- EXERCISE GOAL -
The line that contains "the raw-to-corrected swap." marks the end: retype the data below exactly from its first line through that line.

- GIVEN DATA -

════════════════

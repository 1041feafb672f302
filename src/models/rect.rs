use serde::{Deserialize, Serialize};

/// Integer pixel dimensions.
///
/// The same struct describes both the raw sensor buffer and the corrected
/// ("visually upright") image; function signatures state which one they
/// expect. See [`crate::geometry::rotation`] for the raw-to-corrected swap.
#[derive(Debug, Clone, Copy, PartialEq, Eq, Default, Serialize, Deserialize)]
pub struct Size {
    /// Width in pixels
    pub width: u32,
    /// Height in pixels
    pub height: u32,
}

impl Size {
    /// Create a new size
    pub fn new(width: u32, height: u32) -> Self {
        Self { width, height }
    }

    /// True if either dimension is zero
    pub fn is_degenerate(&self) -> bool {
        self.width == 0 || self.height == 0
    }

    /// Width-over-height aspect ratio. Callers must guard degenerate sizes.
    pub fn aspect(&self) -> f32 {
        self.width as f32 / self.height as f32
    }
}

/// Axis-aligned box in raw sensor coordinates (the unrotated capture buffer,
/// as reported by the decoder).
#[derive(Debug, Clone, Copy, PartialEq, Default, Serialize, Deserialize)]
pub struct RawRect {
    /// Left edge in pixels
    pub left: f32,
    /// Top edge in pixels
    pub top: f32,
    /// Box width in pixels
    pub width: f32,
    /// Box height in pixels
    pub height: f32,
}

/// Axis-aligned box in corrected image coordinates (after compensating for
/// sensor rotation, i.e. visually upright).
#[derive(Debug, Clone, Copy, PartialEq, Default, Serialize, Deserialize)]
pub struct ImageRect {
    /// Left edge in pixels
    pub left: f32,
    /// Top edge in pixels
    pub top: f32,
    /// Box width in pixels
    pub width: f32,
    /// Box height in pixels
    pub height: f32,
}

/// Axis-aligned box in view coordinates (relative to the on-screen preview,
/// after the aspect-fill scale and crop).
#[derive(Debug, Clone, Copy, PartialEq, Default, Serialize, Deserialize)]
pub struct ViewRect {
    /// Left edge in pixels
    pub left: f32,
    /// Top edge in pixels
    pub top: f32,
    /// Box width in pixels
    pub width: f32,
    /// Box height in pixels
    pub height: f32,
}

/// Box expressed as fractions (0-1) of the view dimensions, already rotated
/// for the requested UI orientation.
///
/// Invariant (clamped, not asserted): `left + width <= 1` and
/// `top + height <= 1`, all fields non-negative.
#[derive(Debug, Clone, Copy, PartialEq, Default, Serialize, Deserialize)]
pub struct NormalizedRect {
    /// Left edge as a fraction of the view width
    pub left: f32,
    /// Top edge as a fraction of the view height
    pub top: f32,
    /// Width as a fraction of the view width
    pub width: f32,
    /// Height as a fraction of the view height
    pub height: f32,
}

macro_rules! pixel_rect_impl {
    ($rect:ty) => {
        impl $rect {
            /// Create a new box from its left/top corner and extent
            pub fn new(left: f32, top: f32, width: f32, height: f32) -> Self {
                Self {
                    left,
                    top,
                    width,
                    height,
                }
            }

            /// Right edge (`left + width`)
            pub fn right(&self) -> f32 {
                self.left + self.width
            }

            /// Bottom edge (`top + height`)
            pub fn bottom(&self) -> f32 {
                self.top + self.height
            }
        }
    };
}

pixel_rect_impl!(RawRect);
pixel_rect_impl!(ImageRect);
pixel_rect_impl!(ViewRect);

impl NormalizedRect {
    /// Create a new normalized box
    pub fn new(left: f32, top: f32, width: f32, height: f32) -> Self {
        Self {
            left,
            top,
            width,
            height,
        }
    }
}
//! Canonical sensor rotation states and the raw-to-corrected size swap.

use crate::models::Size;

/// Sensor rotation relative to upright, canonicalized to the four cardinal
/// states. Derived from capture-frame metadata on every invocation; never
/// user-configurable.
#[derive(Debug, Clone, Copy, PartialEq, Eq, Default)]
pub enum Rotation {
    /// Buffer is already upright
    #[default]
    Deg0,
    /// Buffer must be rotated 90° clockwise to become upright
    Deg90,
    /// Buffer is upside down
    Deg180,
    /// Buffer must be rotated 90° counter-clockwise to become upright
    Deg270,
}

impl Rotation {
    /// Canonicalize a platform-reported rotation in degrees.
    ///
    /// Any multiple-of-360 wraparound and negative values are handled;
    /// non-cardinal values fall back to `Deg0`.
    pub fn from_degrees(degrees: i32) -> Self {
        match degrees.rem_euclid(360) {
            90 => Self::Deg90,
            180 => Self::Deg180,
            270 => Self::Deg270,
            _ => Self::Deg0,
        }
    }

    /// Map an EXIF orientation tag (1-8) onto a rotation state.
    ///
    /// Mirrored variants collapse onto their non-mirrored equivalent: the
    /// geometry pipeline does not model horizontal flips, so a front-camera
    /// mirror only affects which way the host renders the preview, not the
    /// rectangle math. Out-of-range tags are treated as upright.
    pub fn from_exif(tag: u16) -> Self {
        match tag {
            1 | 2 => Self::Deg0,
            3 | 4 => Self::Deg180,
            5 | 6 => Self::Deg90,
            7 | 8 => Self::Deg270,
            _ => Self::Deg0,
        }
    }

    /// The rotation in degrees (0, 90, 180 or 270)
    pub fn degrees(self) -> u32 {
        match self {
            Self::Deg0 => 0,
            Self::Deg90 => 90,
            Self::Deg180 => 180,
            Self::Deg270 => 270,
        }
    }

    /// True for the quarter turns that swap width and height
    pub fn is_quarter_turn(self) -> bool {
        matches!(self, Self::Deg90 | Self::Deg270)
    }

    /// The rotation that undoes this one
    pub fn inverse(self) -> Self {
        match self {
            Self::Deg90 => Self::Deg270,
            Self::Deg270 => Self::Deg90,
            other => other,
        }
    }

    /// Orientation-corrected image size.
    ///
    /// The sensor reports the dimensions of the unrotated buffer; for quarter
    /// turns the visually-upright image has them swapped.
    pub fn corrected_size(self, raw: Size) -> Size {
        if self.is_quarter_turn() {
            Size::new(raw.height, raw.width)
        } else {
            raw
        }
    }
}

#[cfg(test)]
mod tests {
    use super::*;

    #[test]
    fn test_from_degrees() {
        assert_eq!(Rotation::from_degrees(0), Rotation::Deg0);
        assert_eq!(Rotation::from_degrees(90), Rotation::Deg90);
        assert_eq!(Rotation::from_degrees(180), Rotation::Deg180);
        assert_eq!(Rotation::from_degrees(270), Rotation::Deg270);
    }

    #[test]
    fn test_from_degrees_wraps() {
        assert_eq!(Rotation::from_degrees(450), Rotation::Deg90);
        assert_eq!(Rotation::from_degrees(-90), Rotation::Deg270);
        assert_eq!(Rotation::from_degrees(-360), Rotation::Deg0);
    }

    #[test]
    fn test_from_degrees_non_cardinal() {
        assert_eq!(Rotation::from_degrees(45), Rotation::Deg0);
        assert_eq!(Rotation::from_degrees(91), Rotation::Deg0);
    }

    #[test]
    fn test_exif_mirrored_collapse() {
        assert_eq!(Rotation::from_exif(2), Rotation::from_exif(1));
        assert_eq!(Rotation::from_exif(4), Rotation::from_exif(3));
        assert_eq!(Rotation::from_exif(5), Rotation::from_exif(6));
        assert_eq!(Rotation::from_exif(7), Rotation::from_exif(8));
        assert_eq!(Rotation::from_exif(0), Rotation::Deg0);
        assert_eq!(Rotation::from_exif(9), Rotation::Deg0);
    }

    #[test]
    fn test_corrected_size_swaps_quarter_turns() {
        let raw = Size::new(1280, 720);
        assert_eq!(Rotation::Deg0.corrected_size(raw), raw);
        assert_eq!(Rotation::Deg180.corrected_size(raw), raw);
        assert_eq!(Rotation::Deg90.corrected_size(raw), Size::new(720, 1280));
        assert_eq!(Rotation::Deg270.corrected_size(raw), Size::new(720, 1280));
    }

    #[test]
    fn test_inverse() {
        assert_eq!(Rotation::Deg90.inverse(), Rotation::Deg270);
        assert_eq!(Rotation::Deg270.inverse(), Rotation::Deg90);
        assert_eq!(Rotation::Deg180.inverse(), Rotation::Deg180);
        assert_eq!(Rotation::Deg0.inverse(), Rotation::Deg0);
    }
}
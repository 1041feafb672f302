//! scanview - camera barcode scanning geometry
//!
//! A platform-agnostic coordinate pipeline for camera barcode overlays: it
//! takes bounding boxes as reported by a native vision decoder (raw sensor
//! space, arbitrary rotation) and turns them into normalized,
//! orientation-correct rectangles a UI can draw straight over the camera
//! preview, with optional scan-window filtering.
//!
//! The pipeline composes, per frame:
//! 1. rotation correction (sensor buffer to visually-upright image)
//! 2. box rectification into corrected image space
//! 3. aspect-fill scale-and-crop onto the preview view
//! 4. orientation-aware normalization to 0-1 ratios
//! 5. centered scan-window filtering
//!
//! The decoder itself is an opaque collaborator behind
//! [`scanner::BarcodeDecoder`]; platform shims implement it once and share
//! this geometry instead of duplicating it per platform.

#![warn(missing_docs)]
#![allow(clippy::missing_docs_in_private_items)]

/// Error taxonomy (per-frame, never fatal to the session)
pub mod error;
/// Final output assembly per detected symbol
pub mod formatter;
/// Capture frame descriptor
pub mod frame;
/// The pure coordinate pipeline
pub mod geometry;
/// One-shot still-image scanning
pub mod image_scanner;
/// Core data structures (sizes, per-space rectangles, barcodes, formats)
pub mod models;
/// Option resolution from the host's untyped bag
pub mod options;
/// Per-session frame scanning over a decoder
pub mod scanner;

pub use error::{Result, ScanError};
pub use frame::{Frame, FrameSource};
pub use geometry::Rotation;
pub use image_scanner::scan_image;
pub use models::{
    Barcode, Detection, FormatSet, ImageRect, NormalizedRect, RawRect, Size, StructuredPayload,
    SymbolFormat, ViewRect,
};
pub use options::{ScanRatio, ScannerOptions, ViewOrientation};
pub use scanner::{BarcodeDecoder, FrameScanner};

/// Scan one frame with one-off options.
///
/// Convenience wrapper for callers without a persistent session; hosts that
/// scan a video stream should create a [`FrameScanner`] once instead.
pub fn scan_frame<D: BarcodeDecoder>(
    frame: &Frame<'_>,
    options: ScannerOptions,
    decoder: &D,
) -> Result<Vec<Barcode>> {
    FrameScanner::new(options).scan(frame, decoder)
}

#[cfg(test)]
mod tests {
    use super::*;

    struct StubDecoder(Vec<Detection>);

    impl BarcodeDecoder for StubDecoder {
        fn decode(&self, _frame: &Frame<'_>) -> Result<Vec<Detection>> {
            Ok(self.0.clone())
        }
    }

    #[test]
    fn test_scan_frame_identity() {
        let decoder = StubDecoder(vec![Detection {
            bounding_box: Some(RawRect::new(10.0, 20.0, 30.0, 40.0)),
            raw_value: "value".to_string(),
            display_value: "value".to_string(),
            payload: None,
        }]);
        let frame = Frame::from_buffer(&[], 640, 480, 0);
        let barcodes = scan_frame(&frame, ScannerOptions::default(), &decoder).unwrap();
        assert_eq!(barcodes.len(), 1);
        assert_eq!(
            barcodes[0].rect,
            Some(ViewRect::new(10.0, 20.0, 30.0, 40.0))
        );
    }
}
//! View-space boxes into orientation-rotated normalized ratios.

use crate::models::{NormalizedRect, Size, ViewRect};
use crate::options::ViewOrientation;

/// Normalize a view-space box to 0-1 ratios and rotate the normalized frame
/// for the requested UI orientation.
///
/// The portrait ratios are clamped to the view bounds first (out-of-window
/// detections are clamped, not rejected), then the orientation remap is a
/// rotation of the normalized coordinate frame, not of the pixel frame.
///
/// Returns `None` for a degenerate view size; the caller drops the candidate
/// instead of dividing by zero.
pub fn normalized_rect(
    view_box: &ViewRect,
    view: Size,
    orientation: ViewOrientation,
) -> Option<NormalizedRect> {
    if view.is_degenerate() {
        return None;
    }

    let view_w = view.width as f32;
    let view_h = view.height as f32;

    let left = (view_box.left / view_w).clamp(0.0, 1.0);
    let top = (view_box.top / view_h).clamp(0.0, 1.0);
    let width = (view_box.width / view_w).clamp(0.0, 1.0 - left);
    let height = (view_box.height / view_h).clamp(0.0, 1.0 - top);

    // The canonical orientation table. Landscape-right and landscape-left
    // are inverse rotations of each other; upside-down is its own inverse.
    Some(match orientation {
        ViewOrientation::Portrait => NormalizedRect::new(left, top, width, height),
        ViewOrientation::LandscapeRight => {
            NormalizedRect::new(top, 1.0 - left - width, height, width)
        }
        ViewOrientation::PortraitUpsideDown => {
            NormalizedRect::new(1.0 - left - width, 1.0 - top - height, width, height)
        }
        ViewOrientation::LandscapeLeft => {
            NormalizedRect::new(1.0 - top - height, left, height, width)
        }
    })
}

#[cfg(test)]
mod tests {
    use super::*;

    const VIEW: Size = Size {
        width: 720,
        height: 1280,
    };

    fn close(a: &NormalizedRect, b: &NormalizedRect) -> bool {
        (a.left - b.left).abs() < 1e-6
            && (a.top - b.top).abs() < 1e-6
            && (a.width - b.width).abs() < 1e-6
            && (a.height - b.height).abs() < 1e-6
    }

    #[test]
    fn test_portrait_is_plain_division() {
        let rect = normalized_rect(
            &ViewRect::new(72.0, 128.0, 144.0, 256.0),
            VIEW,
            ViewOrientation::Portrait,
        )
        .unwrap();
        assert!(close(&rect, &NormalizedRect::new(0.1, 0.1, 0.2, 0.2)));
    }

    #[test]
    fn test_landscape_right() {
        let rect = normalized_rect(
            &ViewRect::new(72.0, 128.0, 144.0, 256.0),
            VIEW,
            ViewOrientation::LandscapeRight,
        )
        .unwrap();
        assert!(close(&rect, &NormalizedRect::new(0.1, 0.7, 0.2, 0.2)));
    }

    #[test]
    fn test_upside_down_is_self_inverse() {
        let base = NormalizedRect::new(0.1, 0.2, 0.3, 0.4);
        let flipped = NormalizedRect::new(
            1.0 - base.left - base.width,
            1.0 - base.top - base.height,
            base.width,
            base.height,
        );
        let twice = NormalizedRect::new(
            1.0 - flipped.left - flipped.width,
            1.0 - flipped.top - flipped.height,
            flipped.width,
            flipped.height,
        );
        assert!(close(&twice, &base));
    }

    #[test]
    fn test_landscape_pair_is_inverse() {
        // Applying the landscape-right remap then the landscape-left remap
        // to the result must return the original normalized rect.
        let rects = [
            NormalizedRect::new(0.0, 0.0, 1.0, 1.0),
            NormalizedRect::new(0.1, 0.2, 0.3, 0.4),
            NormalizedRect::new(0.5, 0.5, 0.5, 0.5),
            NormalizedRect::new(0.9, 0.0, 0.1, 0.05),
        ];
        for r in rects {
            let lr = NormalizedRect::new(r.top, 1.0 - r.left - r.width, r.height, r.width);
            let ll = NormalizedRect::new(1.0 - lr.top - lr.height, lr.left, lr.height, lr.width);
            assert!(close(&ll, &r), "closure failed for {:?}", r);
        }
    }

    #[test]
    fn test_out_of_bounds_box_is_clamped() {
        let rect = normalized_rect(
            &ViewRect::new(-72.0, 1200.0, 1440.0, 256.0),
            VIEW,
            ViewOrientation::Portrait,
        )
        .unwrap();
        assert_eq!(rect.left, 0.0);
        assert_eq!(rect.width, 1.0);
        assert!(rect.top + rect.height <= 1.0 + 1e-6);
    }

    #[test]
    fn test_degenerate_view_is_none() {
        let rect = normalized_rect(
            &ViewRect::new(0.0, 0.0, 10.0, 10.0),
            Size::new(0, 1280),
            ViewOrientation::Portrait,
        );
        assert!(rect.is_none());
    }
}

════════════════

- ANSWER TO THIS EXERCISE -
repository 1041feafb672f302
filename src/models/rect.rs
use serde::{Deserialize, Serialize};

/// Integer pixel dimensions.
///
/// The same struct describes both the raw sensor buffer and the corrected
/// ("visually upright") image; function signatures state which one they
/// expect. See [`crate::geometry::rotation`] for the raw-to-corrected swap.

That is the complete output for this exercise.